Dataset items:
# # # #

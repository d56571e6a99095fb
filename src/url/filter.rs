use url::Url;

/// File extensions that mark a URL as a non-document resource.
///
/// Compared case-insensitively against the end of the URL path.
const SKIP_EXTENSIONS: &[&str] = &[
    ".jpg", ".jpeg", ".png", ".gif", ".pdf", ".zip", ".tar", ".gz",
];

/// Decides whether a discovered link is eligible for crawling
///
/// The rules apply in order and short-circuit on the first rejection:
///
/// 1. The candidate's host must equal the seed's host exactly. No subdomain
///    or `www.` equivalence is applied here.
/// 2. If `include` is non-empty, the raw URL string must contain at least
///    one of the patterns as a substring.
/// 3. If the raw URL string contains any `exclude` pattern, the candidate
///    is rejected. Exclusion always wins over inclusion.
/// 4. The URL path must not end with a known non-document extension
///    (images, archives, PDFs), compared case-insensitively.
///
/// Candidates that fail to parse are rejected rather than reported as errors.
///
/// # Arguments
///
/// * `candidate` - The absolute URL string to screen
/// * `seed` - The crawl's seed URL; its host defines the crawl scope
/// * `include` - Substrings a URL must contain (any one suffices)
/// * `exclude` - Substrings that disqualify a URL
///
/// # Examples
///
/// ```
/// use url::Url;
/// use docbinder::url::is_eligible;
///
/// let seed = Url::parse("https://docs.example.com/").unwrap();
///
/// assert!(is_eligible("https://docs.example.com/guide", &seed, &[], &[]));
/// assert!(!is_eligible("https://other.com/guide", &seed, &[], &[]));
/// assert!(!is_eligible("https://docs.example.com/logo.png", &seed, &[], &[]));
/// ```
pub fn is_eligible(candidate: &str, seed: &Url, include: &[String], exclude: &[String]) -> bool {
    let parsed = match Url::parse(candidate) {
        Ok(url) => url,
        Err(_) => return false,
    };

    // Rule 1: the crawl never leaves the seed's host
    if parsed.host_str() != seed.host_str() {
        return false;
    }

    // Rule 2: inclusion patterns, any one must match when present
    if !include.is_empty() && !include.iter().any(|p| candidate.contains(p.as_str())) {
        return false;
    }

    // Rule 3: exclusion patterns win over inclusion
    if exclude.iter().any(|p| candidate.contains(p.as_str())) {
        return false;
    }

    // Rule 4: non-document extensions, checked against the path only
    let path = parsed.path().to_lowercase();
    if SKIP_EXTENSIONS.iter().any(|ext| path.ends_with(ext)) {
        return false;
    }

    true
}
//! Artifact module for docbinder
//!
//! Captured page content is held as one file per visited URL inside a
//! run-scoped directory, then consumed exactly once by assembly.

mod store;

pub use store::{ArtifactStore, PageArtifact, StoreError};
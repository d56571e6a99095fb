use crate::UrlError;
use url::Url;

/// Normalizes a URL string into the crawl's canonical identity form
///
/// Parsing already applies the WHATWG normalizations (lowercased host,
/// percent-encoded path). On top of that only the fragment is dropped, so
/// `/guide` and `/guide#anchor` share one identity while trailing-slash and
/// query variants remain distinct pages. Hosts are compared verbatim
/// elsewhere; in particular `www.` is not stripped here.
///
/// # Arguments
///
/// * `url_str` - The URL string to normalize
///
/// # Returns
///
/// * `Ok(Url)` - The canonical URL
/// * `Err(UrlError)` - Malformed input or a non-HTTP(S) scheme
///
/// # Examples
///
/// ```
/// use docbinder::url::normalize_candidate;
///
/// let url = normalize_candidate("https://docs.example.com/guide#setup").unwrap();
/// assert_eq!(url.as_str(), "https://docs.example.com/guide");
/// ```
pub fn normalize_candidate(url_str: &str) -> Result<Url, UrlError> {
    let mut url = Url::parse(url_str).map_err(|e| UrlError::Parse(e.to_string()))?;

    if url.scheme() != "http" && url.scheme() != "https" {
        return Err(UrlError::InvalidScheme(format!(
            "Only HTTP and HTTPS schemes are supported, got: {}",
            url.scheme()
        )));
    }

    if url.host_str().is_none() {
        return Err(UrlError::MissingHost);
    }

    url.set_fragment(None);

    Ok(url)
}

# # # #

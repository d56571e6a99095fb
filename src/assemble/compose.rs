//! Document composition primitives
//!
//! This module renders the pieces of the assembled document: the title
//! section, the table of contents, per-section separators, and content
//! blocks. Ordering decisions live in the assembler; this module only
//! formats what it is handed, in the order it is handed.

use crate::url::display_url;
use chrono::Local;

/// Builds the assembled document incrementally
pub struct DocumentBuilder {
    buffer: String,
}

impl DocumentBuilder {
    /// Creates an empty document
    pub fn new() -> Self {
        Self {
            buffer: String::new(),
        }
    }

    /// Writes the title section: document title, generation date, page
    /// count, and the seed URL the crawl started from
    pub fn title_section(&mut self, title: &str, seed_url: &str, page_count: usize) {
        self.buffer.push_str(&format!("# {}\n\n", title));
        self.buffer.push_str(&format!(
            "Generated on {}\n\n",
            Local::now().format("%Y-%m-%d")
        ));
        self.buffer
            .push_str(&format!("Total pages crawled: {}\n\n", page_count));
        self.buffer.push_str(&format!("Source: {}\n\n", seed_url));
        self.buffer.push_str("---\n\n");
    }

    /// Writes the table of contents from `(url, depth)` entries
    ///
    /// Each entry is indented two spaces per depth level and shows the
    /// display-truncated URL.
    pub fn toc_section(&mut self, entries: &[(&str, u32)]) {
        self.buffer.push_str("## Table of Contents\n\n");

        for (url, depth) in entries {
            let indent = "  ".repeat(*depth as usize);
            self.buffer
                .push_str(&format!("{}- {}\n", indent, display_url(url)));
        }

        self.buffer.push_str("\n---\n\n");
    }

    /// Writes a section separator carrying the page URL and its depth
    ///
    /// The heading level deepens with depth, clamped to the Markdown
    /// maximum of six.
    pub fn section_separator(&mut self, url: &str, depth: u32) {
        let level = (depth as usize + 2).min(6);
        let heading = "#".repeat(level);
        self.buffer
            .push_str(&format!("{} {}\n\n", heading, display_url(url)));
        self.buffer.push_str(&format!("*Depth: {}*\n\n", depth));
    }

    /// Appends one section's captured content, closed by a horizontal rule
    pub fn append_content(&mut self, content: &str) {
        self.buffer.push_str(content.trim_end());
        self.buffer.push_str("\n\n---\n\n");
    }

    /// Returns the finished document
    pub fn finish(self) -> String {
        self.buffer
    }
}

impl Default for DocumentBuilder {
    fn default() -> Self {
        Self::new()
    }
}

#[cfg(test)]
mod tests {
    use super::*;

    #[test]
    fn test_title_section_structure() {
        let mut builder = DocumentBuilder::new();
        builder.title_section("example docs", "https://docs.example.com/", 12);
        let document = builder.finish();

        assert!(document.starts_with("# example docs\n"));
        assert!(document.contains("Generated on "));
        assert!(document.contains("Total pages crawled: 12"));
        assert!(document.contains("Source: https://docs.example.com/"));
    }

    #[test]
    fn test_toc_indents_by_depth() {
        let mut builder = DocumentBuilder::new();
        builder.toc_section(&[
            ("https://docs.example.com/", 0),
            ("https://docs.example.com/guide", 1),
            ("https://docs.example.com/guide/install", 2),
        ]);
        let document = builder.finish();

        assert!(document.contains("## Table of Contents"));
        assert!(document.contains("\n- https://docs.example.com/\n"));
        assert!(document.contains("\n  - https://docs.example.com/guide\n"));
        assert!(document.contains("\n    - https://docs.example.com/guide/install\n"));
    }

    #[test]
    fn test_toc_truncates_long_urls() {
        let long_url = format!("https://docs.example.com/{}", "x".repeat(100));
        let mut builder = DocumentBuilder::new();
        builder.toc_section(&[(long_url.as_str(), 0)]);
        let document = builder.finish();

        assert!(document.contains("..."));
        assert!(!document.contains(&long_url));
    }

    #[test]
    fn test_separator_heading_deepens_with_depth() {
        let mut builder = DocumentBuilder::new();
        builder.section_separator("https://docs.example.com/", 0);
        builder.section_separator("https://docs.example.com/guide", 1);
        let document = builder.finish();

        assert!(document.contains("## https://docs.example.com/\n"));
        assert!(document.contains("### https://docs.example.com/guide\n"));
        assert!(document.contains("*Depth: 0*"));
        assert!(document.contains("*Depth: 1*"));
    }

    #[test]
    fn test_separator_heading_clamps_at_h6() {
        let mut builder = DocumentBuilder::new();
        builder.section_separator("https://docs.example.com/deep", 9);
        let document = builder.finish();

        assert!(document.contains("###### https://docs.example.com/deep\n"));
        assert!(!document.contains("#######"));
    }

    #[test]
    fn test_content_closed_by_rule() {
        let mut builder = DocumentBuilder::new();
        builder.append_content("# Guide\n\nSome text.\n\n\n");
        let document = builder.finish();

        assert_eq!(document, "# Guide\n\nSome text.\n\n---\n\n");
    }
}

# # # #

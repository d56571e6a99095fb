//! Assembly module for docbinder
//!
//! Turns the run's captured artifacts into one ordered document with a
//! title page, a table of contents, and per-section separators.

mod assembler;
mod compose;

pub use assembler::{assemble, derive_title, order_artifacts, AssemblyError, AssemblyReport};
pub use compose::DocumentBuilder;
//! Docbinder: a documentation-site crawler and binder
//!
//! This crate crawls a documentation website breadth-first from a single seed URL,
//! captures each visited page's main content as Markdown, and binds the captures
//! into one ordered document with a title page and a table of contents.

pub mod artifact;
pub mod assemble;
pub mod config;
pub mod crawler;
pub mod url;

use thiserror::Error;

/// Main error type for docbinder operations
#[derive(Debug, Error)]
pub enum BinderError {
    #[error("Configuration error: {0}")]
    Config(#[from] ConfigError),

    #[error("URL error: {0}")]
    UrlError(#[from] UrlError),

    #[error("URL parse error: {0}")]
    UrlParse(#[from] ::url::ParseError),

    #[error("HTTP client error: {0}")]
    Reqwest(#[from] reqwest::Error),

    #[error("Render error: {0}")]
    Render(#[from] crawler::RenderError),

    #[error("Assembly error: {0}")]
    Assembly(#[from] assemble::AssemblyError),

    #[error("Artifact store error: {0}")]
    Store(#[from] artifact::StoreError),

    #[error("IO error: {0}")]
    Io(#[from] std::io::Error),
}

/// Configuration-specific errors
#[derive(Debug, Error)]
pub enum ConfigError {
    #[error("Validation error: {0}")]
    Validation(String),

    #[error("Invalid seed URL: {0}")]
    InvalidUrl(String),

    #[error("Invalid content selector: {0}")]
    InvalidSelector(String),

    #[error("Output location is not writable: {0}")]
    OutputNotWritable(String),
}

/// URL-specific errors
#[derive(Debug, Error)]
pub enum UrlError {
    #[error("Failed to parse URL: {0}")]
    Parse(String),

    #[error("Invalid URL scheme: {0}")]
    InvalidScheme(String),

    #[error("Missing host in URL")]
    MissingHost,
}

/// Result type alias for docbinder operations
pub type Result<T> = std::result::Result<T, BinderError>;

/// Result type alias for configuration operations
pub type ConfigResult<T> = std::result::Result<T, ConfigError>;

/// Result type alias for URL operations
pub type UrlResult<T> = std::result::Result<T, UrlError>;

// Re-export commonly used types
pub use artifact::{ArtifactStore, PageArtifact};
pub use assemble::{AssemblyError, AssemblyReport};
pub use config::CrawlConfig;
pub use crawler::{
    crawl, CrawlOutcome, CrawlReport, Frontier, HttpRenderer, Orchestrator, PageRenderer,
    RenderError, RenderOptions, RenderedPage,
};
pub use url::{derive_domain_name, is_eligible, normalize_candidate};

# # # #

### TASK STATEMENT
The word to look for is "PageArtifact"; copy out every line of the entries that holds it.

### ANSWER TO THE EXERCISE
pub use store::{ArtifactStore, PageArtifact, StoreError};
pub use artifact::{ArtifactStore, PageArtifact};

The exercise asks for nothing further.